Tally the lines in the entries where the string "bool" appears, and write only the total.

Collected data entries:
━━━
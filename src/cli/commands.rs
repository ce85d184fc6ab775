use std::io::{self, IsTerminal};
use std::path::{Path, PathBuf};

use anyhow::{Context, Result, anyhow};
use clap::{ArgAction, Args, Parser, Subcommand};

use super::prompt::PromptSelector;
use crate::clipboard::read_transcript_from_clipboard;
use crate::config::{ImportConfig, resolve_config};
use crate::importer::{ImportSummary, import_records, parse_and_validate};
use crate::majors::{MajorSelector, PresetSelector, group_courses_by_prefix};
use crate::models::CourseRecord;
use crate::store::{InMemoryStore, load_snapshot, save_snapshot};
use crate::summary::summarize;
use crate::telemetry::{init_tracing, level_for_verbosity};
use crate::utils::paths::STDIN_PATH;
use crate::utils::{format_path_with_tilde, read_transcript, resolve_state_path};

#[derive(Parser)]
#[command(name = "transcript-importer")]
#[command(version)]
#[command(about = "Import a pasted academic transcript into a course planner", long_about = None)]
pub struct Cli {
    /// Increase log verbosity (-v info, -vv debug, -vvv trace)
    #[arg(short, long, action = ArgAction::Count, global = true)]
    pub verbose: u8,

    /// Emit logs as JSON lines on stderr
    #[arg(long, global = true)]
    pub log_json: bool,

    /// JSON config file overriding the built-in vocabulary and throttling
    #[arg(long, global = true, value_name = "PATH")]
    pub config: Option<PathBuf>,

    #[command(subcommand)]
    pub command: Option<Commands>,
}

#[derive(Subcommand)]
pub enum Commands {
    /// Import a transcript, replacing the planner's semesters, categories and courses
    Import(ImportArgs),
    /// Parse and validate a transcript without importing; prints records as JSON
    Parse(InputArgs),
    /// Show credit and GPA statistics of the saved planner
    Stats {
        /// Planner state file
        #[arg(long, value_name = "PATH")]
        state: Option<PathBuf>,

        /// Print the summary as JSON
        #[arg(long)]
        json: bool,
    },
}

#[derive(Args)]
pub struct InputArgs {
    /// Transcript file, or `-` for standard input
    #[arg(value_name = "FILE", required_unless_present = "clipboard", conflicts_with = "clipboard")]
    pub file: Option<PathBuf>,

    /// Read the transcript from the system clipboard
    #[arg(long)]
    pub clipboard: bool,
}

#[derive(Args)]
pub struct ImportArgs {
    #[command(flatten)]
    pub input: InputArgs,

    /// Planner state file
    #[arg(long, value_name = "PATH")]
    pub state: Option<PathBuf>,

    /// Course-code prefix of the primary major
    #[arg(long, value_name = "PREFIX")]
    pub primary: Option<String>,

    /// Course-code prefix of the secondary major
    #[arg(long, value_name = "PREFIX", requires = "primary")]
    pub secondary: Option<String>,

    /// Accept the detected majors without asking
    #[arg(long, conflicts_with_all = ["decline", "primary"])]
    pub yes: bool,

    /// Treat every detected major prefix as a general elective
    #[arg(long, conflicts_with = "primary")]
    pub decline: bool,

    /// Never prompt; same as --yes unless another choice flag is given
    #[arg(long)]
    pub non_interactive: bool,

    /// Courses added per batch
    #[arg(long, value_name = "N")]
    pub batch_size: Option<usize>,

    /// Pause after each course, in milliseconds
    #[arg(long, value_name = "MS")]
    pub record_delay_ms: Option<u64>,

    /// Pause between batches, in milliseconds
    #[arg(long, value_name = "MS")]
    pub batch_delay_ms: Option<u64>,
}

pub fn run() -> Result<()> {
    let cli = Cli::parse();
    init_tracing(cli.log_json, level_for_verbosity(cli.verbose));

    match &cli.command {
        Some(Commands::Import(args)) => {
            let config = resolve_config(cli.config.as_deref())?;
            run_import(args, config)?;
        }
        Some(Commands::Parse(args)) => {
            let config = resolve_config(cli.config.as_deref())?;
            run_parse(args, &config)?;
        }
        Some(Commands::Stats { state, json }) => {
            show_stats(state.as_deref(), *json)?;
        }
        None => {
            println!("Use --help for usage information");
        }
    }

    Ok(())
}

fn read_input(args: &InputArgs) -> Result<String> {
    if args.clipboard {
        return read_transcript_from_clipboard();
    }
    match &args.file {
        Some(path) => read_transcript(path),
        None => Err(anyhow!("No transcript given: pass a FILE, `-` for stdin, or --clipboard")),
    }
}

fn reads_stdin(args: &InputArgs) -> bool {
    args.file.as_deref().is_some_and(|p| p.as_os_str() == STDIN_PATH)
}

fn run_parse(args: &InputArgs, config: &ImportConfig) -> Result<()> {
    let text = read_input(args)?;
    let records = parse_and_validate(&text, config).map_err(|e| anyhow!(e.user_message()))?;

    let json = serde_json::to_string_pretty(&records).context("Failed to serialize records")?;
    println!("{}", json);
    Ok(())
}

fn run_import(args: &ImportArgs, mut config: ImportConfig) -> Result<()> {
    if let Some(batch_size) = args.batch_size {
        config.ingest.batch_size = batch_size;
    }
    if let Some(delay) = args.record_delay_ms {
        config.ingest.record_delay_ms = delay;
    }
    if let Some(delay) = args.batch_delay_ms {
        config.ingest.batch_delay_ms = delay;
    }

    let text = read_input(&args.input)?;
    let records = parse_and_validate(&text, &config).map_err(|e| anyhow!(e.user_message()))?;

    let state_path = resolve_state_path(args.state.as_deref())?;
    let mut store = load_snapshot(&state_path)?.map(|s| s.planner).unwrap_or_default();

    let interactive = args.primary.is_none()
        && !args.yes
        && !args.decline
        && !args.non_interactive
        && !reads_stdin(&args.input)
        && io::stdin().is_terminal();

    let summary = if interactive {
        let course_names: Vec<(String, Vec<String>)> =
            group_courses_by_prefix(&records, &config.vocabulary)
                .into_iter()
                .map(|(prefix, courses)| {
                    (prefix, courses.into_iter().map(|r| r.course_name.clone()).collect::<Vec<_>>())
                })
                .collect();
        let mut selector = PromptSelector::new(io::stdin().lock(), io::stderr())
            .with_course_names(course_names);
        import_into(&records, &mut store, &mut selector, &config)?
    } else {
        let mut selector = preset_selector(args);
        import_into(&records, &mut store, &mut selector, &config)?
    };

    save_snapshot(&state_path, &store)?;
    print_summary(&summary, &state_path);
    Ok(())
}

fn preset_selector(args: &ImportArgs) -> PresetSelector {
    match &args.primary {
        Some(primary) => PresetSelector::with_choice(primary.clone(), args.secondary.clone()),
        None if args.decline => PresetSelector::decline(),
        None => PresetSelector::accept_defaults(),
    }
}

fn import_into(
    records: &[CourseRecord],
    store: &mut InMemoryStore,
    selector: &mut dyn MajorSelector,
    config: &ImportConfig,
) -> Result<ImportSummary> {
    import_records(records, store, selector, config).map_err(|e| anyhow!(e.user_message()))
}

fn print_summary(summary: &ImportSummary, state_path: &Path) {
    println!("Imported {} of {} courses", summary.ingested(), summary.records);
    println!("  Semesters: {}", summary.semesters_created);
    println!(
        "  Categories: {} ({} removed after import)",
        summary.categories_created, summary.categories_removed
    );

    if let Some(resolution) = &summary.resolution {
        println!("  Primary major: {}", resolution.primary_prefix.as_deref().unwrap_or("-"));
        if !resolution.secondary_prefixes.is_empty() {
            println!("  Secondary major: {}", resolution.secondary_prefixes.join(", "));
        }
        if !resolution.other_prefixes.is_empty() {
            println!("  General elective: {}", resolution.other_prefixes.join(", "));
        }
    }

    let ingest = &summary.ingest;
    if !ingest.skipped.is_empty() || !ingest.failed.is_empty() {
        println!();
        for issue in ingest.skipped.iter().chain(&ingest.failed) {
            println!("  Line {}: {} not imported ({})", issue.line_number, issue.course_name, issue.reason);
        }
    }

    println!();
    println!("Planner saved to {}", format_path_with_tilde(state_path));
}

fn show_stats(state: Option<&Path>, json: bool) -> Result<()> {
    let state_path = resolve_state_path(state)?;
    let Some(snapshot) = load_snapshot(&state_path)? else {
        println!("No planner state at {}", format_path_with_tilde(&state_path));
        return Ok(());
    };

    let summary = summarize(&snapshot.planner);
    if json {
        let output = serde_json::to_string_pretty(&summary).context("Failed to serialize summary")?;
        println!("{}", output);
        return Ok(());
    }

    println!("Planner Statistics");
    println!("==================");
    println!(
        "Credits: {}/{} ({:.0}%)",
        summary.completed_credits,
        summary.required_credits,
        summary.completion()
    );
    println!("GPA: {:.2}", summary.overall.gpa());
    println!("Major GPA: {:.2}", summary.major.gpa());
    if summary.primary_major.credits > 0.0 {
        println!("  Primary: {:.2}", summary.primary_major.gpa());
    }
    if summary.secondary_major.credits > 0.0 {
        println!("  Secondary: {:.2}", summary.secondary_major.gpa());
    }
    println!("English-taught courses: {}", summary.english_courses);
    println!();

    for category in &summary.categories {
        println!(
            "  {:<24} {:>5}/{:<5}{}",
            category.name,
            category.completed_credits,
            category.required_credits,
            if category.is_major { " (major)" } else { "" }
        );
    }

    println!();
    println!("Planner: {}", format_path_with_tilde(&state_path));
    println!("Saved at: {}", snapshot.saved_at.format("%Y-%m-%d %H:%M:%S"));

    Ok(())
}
━━━
ANSWER TO THE PROBLEM: 8